Mitch spoke out against the racial and gender politics of the Democratic Party and the denunciations of a “reactionary white working class.” He commented: “The claims of white male privilege are ridiculous. The people who voted for Trump weren’t privileged, they have awful lives. People talk about this election being a whitewash and the last stand of the white man. It is not about that. The people who voted for Trump were not rich guys, they barely made minimum wage.”

Shelly, a young woman who works at a pathology clinic in Newcastle, said: “The reason Trump got elected was that there is a lot of poor people in Middle America who are hard done by, aren’t being listened to and are being ignored by the left. The left focused on the cities and making things better for immigrants and people of colour because that is what they see. But in rural America people are struggling. The industries never recovered from the recession. They are angry and hurt. Trump tapped into that and is using it to his advantage.”

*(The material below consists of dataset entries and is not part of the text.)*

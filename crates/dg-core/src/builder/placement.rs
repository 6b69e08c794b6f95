//! Placement geometry
//!
//! Where a candidate room goes when it is attached through a doorway, and
//! whether it collides with rooms already in the layout.

use crate::geom::{GridPos, GridRect};
use crate::layout::RoomId;
use crate::room::{Doorway, PlacedRoom};

/// Lower corner of a candidate room, in world space
///
/// The candidate's doorway lands one tile past the parent doorway, on the
/// side the candidate doorway faces away from.
pub fn candidate_lower(
    parent_doorway_world: GridPos,
    candidate_doorway: &Doorway,
    candidate_template_lower: GridPos,
) -> GridPos {
    let adjusted = parent_doorway_world + candidate_doorway.orientation.placement_offset();
    adjusted + (candidate_template_lower - candidate_doorway.position)
}

/// First positioned room, other than `id`, whose bounds intersect `bounds`
pub fn first_overlap<'a>(
    bounds: &GridRect,
    id: &RoomId,
    rooms: &'a [PlacedRoom],
) -> Option<&'a PlacedRoom> {
    rooms
        .iter()
        .filter(|room| room.is_positioned() && &room.id != id)
        .find(|room| room.bounds.intersects(bounds))
}
//! dg-cli: terminal front end for the dungeon generator
//!
//! Text renderings of a finished layout for the `dungen` binary.

pub mod ascii;
pub mod summary;

pub use ascii::render_ascii;
pub use summary::summarize;
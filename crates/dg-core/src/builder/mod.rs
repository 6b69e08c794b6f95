//! Dungeon builder
//!
//! Turns a layout graph into placed rooms. A build attempt walks the graph
//! breadth-first from the entrance; every non-entrance node is attached to
//! its already-placed parent through a pair of facing doorways, retrying
//! other parent doorways until a candidate fits without overlapping anything.
//! Nothing is ever backtracked: one node that cannot be placed fails the
//! whole attempt, and the attempt is rebuilt from an empty room table.
//!
//! Two loops bound the search:
//! - the outer loop picks a random layout graph, up to
//!   `max_build_attempts` times;
//! - the inner loop rebuilds that graph, up to
//!   `max_rebuild_attempts_per_graph` times.

pub mod placement;

use std::collections::VecDeque;

use hashbrown::{HashMap, HashSet};
use log::{debug, info, warn};

use crate::config::BuildSettings;
use crate::dungeon::DungeonLayout;
use crate::error::GenerationError;
use crate::instantiate::{NoopInstantiator, RoomInstance, RoomInstantiator};
use crate::layout::{LayoutGraph, LayoutNode, RoomId};
use crate::level::DungeonLevel;
use crate::rng::LevelRng;
use crate::room::{
    find_opposite, DoorwayLink, PlacedRoom, RoomKind, RoomTemplate, TemplateCatalog,
};

/// Result of placing a single node
#[derive(Debug, Clone, PartialEq, Eq)]
pub enum PlacementOutcome {
    Placed,
    /// No template of the node's kind (entrance only; other nodes fall
    /// through to [`PlacementOutcome::DoorwaysExhausted`])
    NoTemplate,
    /// Every parent doorway was tried and rejected
    DoorwaysExhausted,
}

/// Result of one attempt at building a whole graph
#[derive(Debug, Clone, PartialEq, Eq)]
pub enum AttemptOutcome {
    Success,
    MissingEntrance,
    NoEntranceTemplate,
    /// This node could not be attached to its parent
    NodeExhausted(RoomId),
    /// This node's parent is not in the room table
    MissingParent(RoomId),
}

impl AttemptOutcome {
    /// Rebuilding the same graph cannot change this outcome
    fn is_deterministic_failure(&self) -> bool {
        matches!(
            self,
            AttemptOutcome::MissingEntrance | AttemptOutcome::NoEntranceTemplate
        )
    }
}

/// Why one parent doorway was rejected for a node
#[derive(Debug)]
enum CandidateOutcome {
    Accepted { room: PlacedRoom, link: DoorwayLink },
    NoTemplate,
    NoMatchingDoorway,
    Overlap(RoomId),
}

/// Owns the catalog, the room table and the RNG for a build
#[derive(Debug, Clone)]
pub struct DungeonBuilder {
    settings: BuildSettings,
    catalog: TemplateCatalog,
    rooms: Vec<PlacedRoom>,
    room_index: HashMap<RoomId, usize>,
    rng: LevelRng,
}

impl DungeonBuilder {
    pub fn new(settings: BuildSettings, rng: LevelRng) -> Self {
        Self {
            settings,
            catalog: TemplateCatalog::default(),
            rooms: Vec::new(),
            room_index: HashMap::new(),
            rng,
        }
    }

    /// A builder with default settings and a fixed seed
    pub fn with_seed(seed: u64) -> Self {
        Self::new(BuildSettings::default(), LevelRng::new(seed))
    }

    pub fn settings(&self) -> &BuildSettings {
        &self.settings
    }

    /// Seed of the builder's RNG
    pub fn seed(&self) -> u64 {
        self.rng.seed()
    }

    /// Restart the RNG; the next build is then reproducible from `seed`
    pub fn reseed(&mut self, seed: u64) {
        self.rng.reseed(seed);
    }

    /// Replace the catalog. [`DungeonBuilder::generate`] does this itself;
    /// call it before driving [`DungeonBuilder::attempt_build`] directly.
    pub fn load_templates(&mut self, templates: &[RoomTemplate]) {
        self.catalog = TemplateCatalog::new(templates.iter().cloned());
    }

    /// Templates of the level currently being built
    pub fn catalog(&self) -> &TemplateCatalog {
        &self.catalog
    }

    /// Rooms placed so far by the current attempt, in placement order
    ///
    /// Empty after [`DungeonBuilder::generate`] returns: a successful build
    /// hands its rooms to the returned layout, a failed one discards them.
    pub fn rooms(&self) -> &[PlacedRoom] {
        &self.rooms
    }

    /// Look up a placed room by id
    pub fn room(&self, id: &RoomId) -> Option<&PlacedRoom> {
        self.room_index.get(id).map(|&i| &self.rooms[i])
    }

    /// Build a layout for `level` and commit it through the no-op instantiator
    pub fn generate_dungeon(&mut self, level: &DungeonLevel) -> Result<DungeonLayout, GenerationError> {
        self.generate(level, &mut NoopInstantiator)
    }

    /// Build a layout for `level`
    ///
    /// On success every placed room is passed to `instantiator` in placement
    /// order before the layout is returned.
    pub fn generate<I: RoomInstantiator + ?Sized>(
        &mut self,
        level: &DungeonLevel,
        instantiator: &mut I,
    ) -> Result<DungeonLayout, GenerationError> {
        if level.graphs.is_empty() {
            warn!("level '{}' has no layout graphs", level.name);
            return Err(GenerationError::NoLayoutGraphs);
        }
        self.load_templates(&level.templates);

        let seed = self.rng.seed();
        let mut rebuild_attempts = 0;

        for graph_attempt in 1..=self.settings.max_build_attempts {
            let Some(graph) = self.rng.choose(&level.graphs) else {
                return Err(GenerationError::NoLayoutGraphs);
            };
            debug!("graph attempt {}: using layout graph '{}'", graph_attempt, graph.name());

            for rebuild in 1..=self.settings.max_rebuild_attempts_per_graph {
                rebuild_attempts += 1;
                let outcome = self.attempt_build(graph);
                if outcome == AttemptOutcome::Success {
                    info!(
                        "built level '{}' from graph '{}' with {} rooms ({} attempts)",
                        level.name,
                        graph.name(),
                        self.rooms.len(),
                        rebuild_attempts
                    );
                    return Ok(self.commit(level, graph, seed, instantiator));
                }

                debug!("graph '{}' rebuild {} failed: {:?}", graph.name(), rebuild, outcome);
                if outcome.is_deterministic_failure() {
                    break;
                }
            }
        }

        self.clear_rooms();
        warn!(
            "could not build level '{}' after {} graph attempts",
            level.name, self.settings.max_build_attempts
        );
        Err(GenerationError::AttemptsExhausted {
            graph_attempts: self.settings.max_build_attempts,
            rebuild_attempts,
        })
    }

    /// One breadth-first pass over `graph`, starting from an empty room table
    pub fn attempt_build(&mut self, graph: &LayoutGraph) -> AttemptOutcome {
        self.clear_rooms();

        let Some(entrance) = graph.entrance() else {
            return AttemptOutcome::MissingEntrance;
        };

        let mut queue = VecDeque::new();
        let mut queued = HashSet::new();
        queue.push_back(entrance);
        queued.insert(&entrance.id);

        while let Some(node) = queue.pop_front() {
            for child in graph.children(node) {
                if queued.insert(&child.id) {
                    queue.push_back(child);
                }
            }

            if node.kind.is_entrance() {
                if self.place_entrance(node) != PlacementOutcome::Placed {
                    return AttemptOutcome::NoEntranceTemplate;
                }
                continue;
            }

            let Some(&parent_idx) = node.parent_id().and_then(|id| self.room_index.get(id)) else {
                return AttemptOutcome::MissingParent(node.id.clone());
            };
            if self.place_child(node, parent_idx) != PlacementOutcome::Placed {
                return AttemptOutcome::NodeExhausted(node.id.clone());
            }
        }

        AttemptOutcome::Success
    }

    fn place_entrance(&mut self, node: &LayoutNode) -> PlacementOutcome {
        let Some(template) = self.catalog.random_of_kind(&RoomKind::Entrance, &mut self.rng) else {
            return PlacementOutcome::NoTemplate;
        };
        let mut room = PlacedRoom::from_template(template, node);
        room.mark_positioned(None);
        self.insert_room(room);
        PlacementOutcome::Placed
    }

    /// Attach `node` to the room at `parent_idx`
    ///
    /// Each rejected parent doorway is marked unavailable, so the loop ends
    /// once the parent runs out of doorways.
    fn place_child(&mut self, node: &LayoutNode, parent_idx: usize) -> PlacementOutcome {
        loop {
            let available = self.rooms[parent_idx].available_doorways();
            let Some(&door_idx) = self.rng.choose(&available) else {
                return PlacementOutcome::DoorwaysExhausted;
            };

            match self.try_candidate(node, parent_idx, door_idx) {
                CandidateOutcome::Accepted { mut room, link } => {
                    self.rooms[parent_idx].doorways_mut()[link.parent_doorway].mark_connected();
                    room.doorways_mut()[link.doorway].mark_connected();
                    room.mark_positioned(Some(link));
                    self.insert_room(room);
                    return PlacementOutcome::Placed;
                }
                rejected => {
                    debug!(
                        "{}: doorway {} of {} rejected: {:?}",
                        node.id, door_idx, self.rooms[parent_idx].id, rejected
                    );
                    self.rooms[parent_idx].doorways_mut()[door_idx].mark_unavailable();
                }
            }
        }
    }

    fn try_candidate(&mut self, node: &LayoutNode, parent_idx: usize, door_idx: usize) -> CandidateOutcome {
        let parent = &self.rooms[parent_idx];
        let parent_door = parent.doorways()[door_idx];
        let Some(parent_door_world) = parent.doorway_world_position(door_idx) else {
            return CandidateOutcome::NoMatchingDoorway;
        };

        let Some(template) =
            self.catalog
                .consistent_with_parent(&node.kind, parent_door.orientation, &mut self.rng)
        else {
            return CandidateOutcome::NoTemplate;
        };

        let mut room = PlacedRoom::from_template(template, node);
        let Some(doorway) = find_opposite(&parent_door, room.doorways()) else {
            return CandidateOutcome::NoMatchingDoorway;
        };

        let lower = placement::candidate_lower(
            parent_door_world,
            &room.doorways()[doorway],
            room.template_bounds.lower,
        );
        room.set_world_lower(lower);

        if let Some(hit) = placement::first_overlap(&room.bounds, &room.id, &self.rooms) {
            return CandidateOutcome::Overlap(hit.id.clone());
        }

        CandidateOutcome::Accepted {
            room,
            link: DoorwayLink {
                parent_doorway: door_idx,
                doorway,
            },
        }
    }

    fn insert_room(&mut self, room: PlacedRoom) {
        self.room_index.insert(room.id.clone(), self.rooms.len());
        self.rooms.push(room);
    }

    fn clear_rooms(&mut self) {
        self.rooms.clear();
        self.room_index.clear();
    }

    /// Hand the finished rooms to the instantiator and move them into a layout
    fn commit<I: RoomInstantiator + ?Sized>(
        &mut self,
        level: &DungeonLevel,
        graph: &LayoutGraph,
        seed: u64,
        instantiator: &mut I,
    ) -> DungeonLayout {
        for room in &self.rooms {
            instantiator.instantiate(room, &RoomInstance::for_room(room));
        }
        self.room_index.clear();
        DungeonLayout {
            level_name: level.name.clone(),
            graph_name: graph.name().to_string(),
            seed,
            rooms: std::mem::take(&mut self.rooms),
        }
    }
}
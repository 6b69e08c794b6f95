//! Finished layouts

use serde::{Deserialize, Serialize};

use crate::geom::{GridPos, GridRect};
use crate::instantiate::RoomInstance;
use crate::layout::RoomId;
use crate::room::PlacedRoom;

/// A successful build: every room of one layout graph, in placement order
#[derive(Debug, Clone, PartialEq, Serialize, Deserialize)]
pub struct DungeonLayout {
    pub level_name: String,
    pub graph_name: String,
    /// Seed the builder's RNG was created with
    pub seed: u64,
    pub rooms: Vec<PlacedRoom>,
}

/// A doorway pair joining a room to its parent
#[derive(Debug, Clone, PartialEq, Eq, Serialize, Deserialize)]
pub struct Connection {
    pub parent: RoomId,
    pub child: RoomId,
    /// World position of the parent's doorway
    pub parent_doorway: GridPos,
    /// World position of the child's doorway
    pub child_doorway: GridPos,
}

impl DungeonLayout {
    pub fn room(&self, id: &RoomId) -> Option<&PlacedRoom> {
        self.rooms.iter().find(|r| &r.id == id)
    }

    /// The room the player starts in
    pub fn entrance(&self) -> Option<&PlacedRoom> {
        self.rooms.iter().find(|r| r.parent_id.is_none())
    }

    pub fn len(&self) -> usize {
        self.rooms.len()
    }

    pub fn is_empty(&self) -> bool {
        self.rooms.is_empty()
    }

    /// Smallest box containing every room
    pub fn bounds(&self) -> Option<GridRect> {
        self.rooms.iter().map(|r| r.bounds).reduce(|a, b| a.union(&b))
    }

    /// Every parent/child doorway pair, in placement order of the child
    pub fn connections(&self) -> Vec<Connection> {
        self.rooms
            .iter()
            .filter_map(|child| {
                let link = child.entry()?;
                let parent = self.room(child.parent_id.as_ref()?)?;
                Some(Connection {
                    parent: parent.id.clone(),
                    child: child.id.clone(),
                    parent_doorway: parent.doorway_world_position(link.parent_doorway)?,
                    child_doorway: child.doorway_world_position(link.doorway)?,
                })
            })
            .collect()
    }

    /// Instantiation plans, in placement order
    pub fn instances(&self) -> impl Iterator<Item = (&PlacedRoom, RoomInstance)> {
        self.rooms.iter().map(|r| (r, RoomInstance::for_room(r)))
    }
}
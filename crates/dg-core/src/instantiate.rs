//! Committing a finished layout
//!
//! Once a build succeeds every placed room is handed to a
//! [`RoomInstantiator`], in placement order, together with a
//! [`RoomInstance`]: where to put the room and which doorways to wall off.
//! The engine never touches tiles itself; a renderer applies the seal plan.

use serde::{Deserialize, Serialize};
use strum::Display;

use crate::geom::GridPos;
use crate::room::{Orientation, PlacedRoom, SealRegion};

/// How a seal region is copied over a doorway
#[derive(Debug, Clone, Copy, PartialEq, Eq, Serialize, Deserialize, Display)]
#[serde(rename_all = "snake_case")]
#[strum(serialize_all = "snake_case")]
pub enum SealDirection {
    /// North and south doorways: tiles shift one step along x
    Horizontal,
    /// East and west doorways: tiles shift one step down y
    Vertical,
}

impl SealDirection {
    pub fn for_orientation(orientation: Orientation) -> Option<SealDirection> {
        match orientation {
            Orientation::North | Orientation::South => Some(SealDirection::Horizontal),
            Orientation::East | Orientation::West => Some(SealDirection::Vertical),
            Orientation::None => None,
        }
    }
}

/// Walls off one unconnected doorway
#[derive(Debug, Clone, Copy, PartialEq, Eq, Serialize, Deserialize)]
pub struct Seal {
    /// Index into the room's doorways
    pub doorway: usize,
    pub direction: SealDirection,
    pub region: SealRegion,
}

impl Seal {
    /// `(source, destination)` tile pairs, room-local, in the order they must
    /// be applied. Later copies may read tiles written by earlier ones.
    pub fn tile_copies(&self) -> Vec<(GridPos, GridPos)> {
        let start = self.region.start;
        let (width, height) = (self.region.width as i32, self.region.height as i32);
        let mut copies = Vec::with_capacity((width * height).max(0) as usize);

        match self.direction {
            SealDirection::Horizontal => {
                for x in 0..width {
                    for y in 0..height {
                        let src = GridPos::new(start.x + x, start.y - y);
                        copies.push((src, GridPos::new(src.x + 1, src.y)));
                    }
                }
            }
            SealDirection::Vertical => {
                for y in 0..height {
                    for x in 0..width {
                        let src = GridPos::new(start.x + x, start.y - y);
                        copies.push((src, GridPos::new(src.x, src.y - 1)));
                    }
                }
            }
        }
        copies
    }
}

/// Everything a renderer needs to materialize one placed room
#[derive(Debug, Clone, PartialEq, Eq, Serialize, Deserialize)]
pub struct RoomInstance {
    /// World position of the template origin
    pub world_position: GridPos,
    pub seals: Vec<Seal>,
}

impl RoomInstance {
    /// Plan the instantiation of `room`: one seal per unconnected doorway
    /// that has a facing
    pub fn for_room(room: &PlacedRoom) -> Self {
        let seals = room
            .unconnected_doorways()
            .filter_map(|(doorway, d)| {
                SealDirection::for_orientation(d.orientation).map(|direction| Seal {
                    doorway,
                    direction,
                    region: d.seal,
                })
            })
            .collect();
        Self {
            world_position: room.world_position(),
            seals,
        }
    }
}

/// Receives the rooms of a successful build
pub trait RoomInstantiator {
    fn instantiate(&mut self, room: &PlacedRoom, plan: &RoomInstance);
}

/// Discards every room
#[derive(Debug, Clone, Copy, Default)]
pub struct NoopInstantiator;

impl RoomInstantiator for NoopInstantiator {
    fn instantiate(&mut self, _room: &PlacedRoom, _plan: &RoomInstance) {}
}

impl<F> RoomInstantiator for F
where
    F: FnMut(&PlacedRoom, &RoomInstance),
{
    fn instantiate(&mut self, room: &PlacedRoom, plan: &RoomInstance) {
        self(room, plan)
    }
}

Shelly said she “was a Bernie supporter and I think that it was very sad that they abandoned Bernie for Hillary. I think that she was agreed upon ages ago. They wanted to have a black president, then a female president to seem really progressive and keep their power.”

In Auckland, New Zealand, Maxi, a secondary school student, said the election result was “really bad. As soon as Trump won, there were Americans who started leaving, moving to Canada and New Zealand as well. I don’t like Trump, he’s not a good man.

“There have already been marches in Seattle against Trump. It’s going to escalate even more. I sympathise with those people who oppose him. I don’t think anything’s going to get better any time soon.”

Her friend Mackenzie added: “He’s racist. I’ve seen videos of black people being kicked out of his rallies, and he said he liked the old days where you could throw them out and they had no rights.”

Commenting on the low vote for both candidates, Mackenzie denounced Clinton, saying: “None is better than the other. They’re both liars. She deleted emails and hid stuff from people.” She agreed that the wars carried out by the Obama administration had played a role in Clinton’s defeat. “There could be a World War III,” she said.